How to Add a Background to Microsoft Teams
Microsoft Teams lets you replace your real-world surroundings with a virtual background during video calls — a feature that's become genuinely useful for remote workers, hybrid teams, and anyone who doesn't want their cluttered home office on display. The process is straightforward, but a few variables affect exactly how it works and what options are available to you.
What Are Teams Backgrounds and How Do They Work?
Teams offers two types of background effects:
- Virtual backgrounds — replace your background entirely with a custom image or video
- Background blur — softens your surroundings without replacing them
Both effects rely on AI-based segmentation to detect where you end up in the frame and separate you from what's behind you. The quality of this separation depends heavily on your hardware, your lighting conditions, and whether your device meets certain processing requirements.
How to Add a Background Before a Meeting Starts 🎥
When you join a meeting, Teams gives you a pre-join screen where you can configure your audio and video settings before entering. Here's where to find background options:
- On the pre-join screen, look for the Background filters icon — it typically appears below your video preview
- Click it to open a sidebar showing blur and available background images
- Select Blur, choose one of the built-in images, or click Add new to upload your own
- Your chosen background will stay active for that session
This is the most reliable place to set your background because you have a clear preview before anyone sees you.

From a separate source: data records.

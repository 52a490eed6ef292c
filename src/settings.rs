// settings
// > user-tunable session settings, persisted as an INI file with one
//   [DEFAULT] section
use crate::comm::SnRst;
use crate::comm_fs;
use crate::error::Error;
use serde::Deserialize;
use std::path::{Path, PathBuf};

pub const DEF_SERIES_PATH: &str = "series.json";
pub const DEF_DATETIME_FORMAT: &str = "%Y-%m-%d %H-%M-%S";

const INI_SECTION: &str = "DEFAULT";

#[derive(Debug, Clone, PartialEq)]
pub struct SessionSettings {
    // continue a numbered series, otherwise the table is not touched
    pub is_series: bool,
    pub series_path: String,
    pub datetime_format: String,
    pub datetime_first: bool,
    pub sort_latest: bool,
}

impl Default for SessionSettings {
    fn default() -> Self {
        SessionSettings {
            is_series: true,
            series_path: DEF_SERIES_PATH.to_string(),
            datetime_format: DEF_DATETIME_FORMAT.to_string(),
            datetime_first: true,
            sort_latest: true,
        }
    }
}

// values are read as text and converted here, booleans must be the exact
// text written by `to_ini`
#[derive(Debug, Deserialize)]
struct RawSection {
    is_series: String,
    series_path: String,
    datetime_format: String,
    datetime_first: String,
    sort_latest: String,
}

#[derive(Debug, Deserialize)]
struct RawDoc {
    // the ini reader lower-cases section names
    #[serde(alias = "DEFAULT")]
    default: RawSection,
}

fn bool_to_text(b: bool) -> &'static str {
    if b {
        "true"
    } else {
        "false"
    }
}

fn parse_bool(key: &str, text: &str) -> SnRst<bool> {
    match text {
        "true" => Ok(true),
        "false" => Ok(false),
        _ => Err(Error::InvalidConfigParameter(format!(
            "{} must be 'true' or 'false', got '{}'",
            key, text
        ))),
    }
}

// the ini reader ends a value at `#` or `;`, unescapes `\`, trims it and
// unquotes it, so only values it hands back verbatim are written
fn check_ini_value(key: &str, value: &str) -> SnRst<()> {
    if let Some(c) = value.chars().find(|c| matches!(c, '#' | ';' | '\\' | '\n' | '\r')) {
        return Err(Error::InvalidConfigParameter(format!(
            "{} must not contain {:?}, got '{}'",
            key, c, value
        )));
    }

    if value.trim() != value {
        return Err(Error::InvalidConfigParameter(format!(
            "{} must not start or end with whitespace, got '{}'",
            key, value
        )));
    }

    if value.starts_with('"') || value.starts_with('\'') {
        return Err(Error::InvalidConfigParameter(format!(
            "{} must not start with a quote, got '{}'",
            key, value
        )));
    }

    Ok(())
}

impl SessionSettings {
    /// Rejects text values that would not load back unchanged.
    pub fn validate(&self) -> SnRst<()> {
        if self.series_path.is_empty() {
            return Err(Error::InvalidConfigParameter(
                "series_path must not be empty".to_string(),
            ));
        }

        check_ini_value("series_path", &self.series_path)?;
        check_ini_value("datetime_format", &self.datetime_format)
    }

    pub fn from_ini(text: &str) -> SnRst<Self> {
        let mut c = ::config::Config::new();

        c.merge(::config::File::from_str(text, ::config::FileFormat::Ini))
            .map_err(|e| Error::ParsingFailed(format!("settings ini, e={}", e)))?;

        let raw: RawDoc = c
            .try_into()
            .map_err(|e| Error::InvalidConfigParameter(format!("settings ini, e={}", e)))?;
        let raw = raw.default;

        Ok(SessionSettings {
            is_series: parse_bool("is_series", &raw.is_series)?,
            series_path: raw.series_path,
            datetime_format: raw.datetime_format,
            datetime_first: parse_bool("datetime_first", &raw.datetime_first)?,
            sort_latest: parse_bool("sort_latest", &raw.sort_latest)?,
        })
    }

    pub fn to_ini(&self) -> String {
        format!(
            "[{}]\n\
             is_series = {}\n\
             series_path = {}\n\
             datetime_format = {}\n\
             datetime_first = {}\n\
             sort_latest = {}\n",
            INI_SECTION,
            bool_to_text(self.is_series),
            self.series_path,
            self.datetime_format,
            bool_to_text(self.datetime_first),
            bool_to_text(self.sort_latest),
        )
    }

    pub fn load(path: &Path) -> SnRst<Self> {
        comm_fs::recover_replaced(path)?;

        let text = std::fs::read_to_string(path).map_err(|e| {
            Error::StoreUnavailable(format!(
                "failed to read settings, path={}, e={}",
                path.display(),
                e
            ))
        })?;

        let settings = Self::from_ini(&text)?;

        log::debug!("[SessionSettings::load] path={}, {:?}", path.display(), settings);

        Ok(settings)
    }

    /// Persists through the replace protocol, or creates the file on first
    /// save. Nothing is written when [`SessionSettings::validate`] fails.
    pub fn save(&self, path: &Path) -> SnRst<()> {
        self.validate()?;

        let text = self.to_ini();

        comm_fs::recover_replaced(path)?;

        if path.exists() {
            comm_fs::safe_replace(path, text.as_bytes())?;
        } else {
            comm_fs::create_new_file(path, text.as_bytes())?;
        }

        log::debug!("[SessionSettings::save] path={}", path.display());

        Ok(())
    }

    /// `series_path`, with a relative path taken from the settings file's
    /// directory.
    pub fn resolve_series_path(&self, settings_path: &Path) -> PathBuf {
        let series_path = Path::new(&self.series_path);

        if series_path.is_absolute() {
            return series_path.to_path_buf();
        }

        match settings_path.parent() {
            Some(dir) => dir.join(series_path),
            None => series_path.to_path_buf(),
        }
    }
}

How to Change Your Background During an Active Meeting
If you're already in a call and want to switch:
- Look for the More menu (three dots) in the meeting controls toolbar
- Select Video effects or Background settings (the exact label depends on your Teams version)
- The background panel will open — choose blur, a preset image, or upload a custom one
- Changes apply immediately without interrupting the call
Adding a Custom Background Image
Teams allows you to upload your own images as virtual backgrounds. To do this:
- Open the background panel using either method above
- Click Add new (usually a + icon in the background selection panel)
- Select an image file from your device — JPEG, PNG, and BMP formats are generally supported
- The image will be added to your personal background library and saved for future meetings
Recommended image dimensions are roughly 1920×1080 pixels (16:9 ratio) to avoid stretching or cropping artifacts. Images that are too small may appear pixelated, and images with unusual aspect ratios may not frame correctly behind you.
Background Options at a Glance
| Option | What It Does | Best For |
|---|---|---|
| Blur | Softens background, keeps it visible | Quick privacy without a full replacement |
| Built-in images | Microsoft-provided static images | Low-effort professional or neutral look |
| Custom image | Your uploaded photo or graphic | Branded calls, personal preference |
| Custom video | Animated/video backgrounds (select plans) | More dynamic presentations |
Why Some Users Don't See Background Options 🖥️
Not everyone gets background effects, and this is one of the most common sources of confusion. Several factors control availability:
Hardware requirements — Background effects require a CPU that can handle real-time AI processing. Older or lower-spec machines may not meet this threshold. Some devices require a GPU with specific capabilities to run the feature at all.
Operating system — Full background functionality is most consistently available on Windows and macOS desktop apps. The browser-based Teams client and mobile apps have more limited or inconsistent support depending on the version.
Teams version — Microsoft has updated how background settings are accessed across different versions of Teams. The classic Teams app and the newer Teams (2023 redesign) have slightly different menu layouts. If your interface doesn't match descriptions you find online, a Teams update may have changed where the option lives.
IT/admin policies — In organizational accounts, IT administrators can disable background effects for all users. If you're on a work-managed account and can't find the option, it may have been turned off at the policy level rather than being a device limitation.
Mobile and Web Considerations
On iOS and Android, background blur and some virtual backgrounds are supported, but the range of options is narrower than the desktop app. Custom image uploads may not be available depending on your app version.
On the web version of Teams (accessed through a browser), background support varies by browser. Chromium-based browsers like Chrome and Edge tend to offer better support than others, but even then, options can be limited compared to the native desktop app.
What Affects Background Quality
Even when the feature works, the visual result varies noticeably depending on:
- Lighting — even, front-facing light produces cleaner edge detection
- Background contrast — a plain wall behind you gives the AI less work to do and produces sharper segmentation
- Camera resolution — higher-resolution webcams generally produce cleaner results
- Processor load — if your device is running other intensive tasks simultaneously, background processing may degrade
A user on a recent laptop with good lighting and a plain wall will see noticeably better results than someone on an older machine with mixed lighting and a complex background — even using the exact same image.
The Version and Platform Gap
The biggest variable across all of this is the combination of your Teams version, device capability, and account type. Two people following the same steps can end up in different menus, with different feature sets, or with one having access to video backgrounds the other doesn't. Understanding which of these factors applies to your specific setup — your device specs, whether you're on a personal or work account, which Teams client you're using — is what determines which steps and options actually apply to you.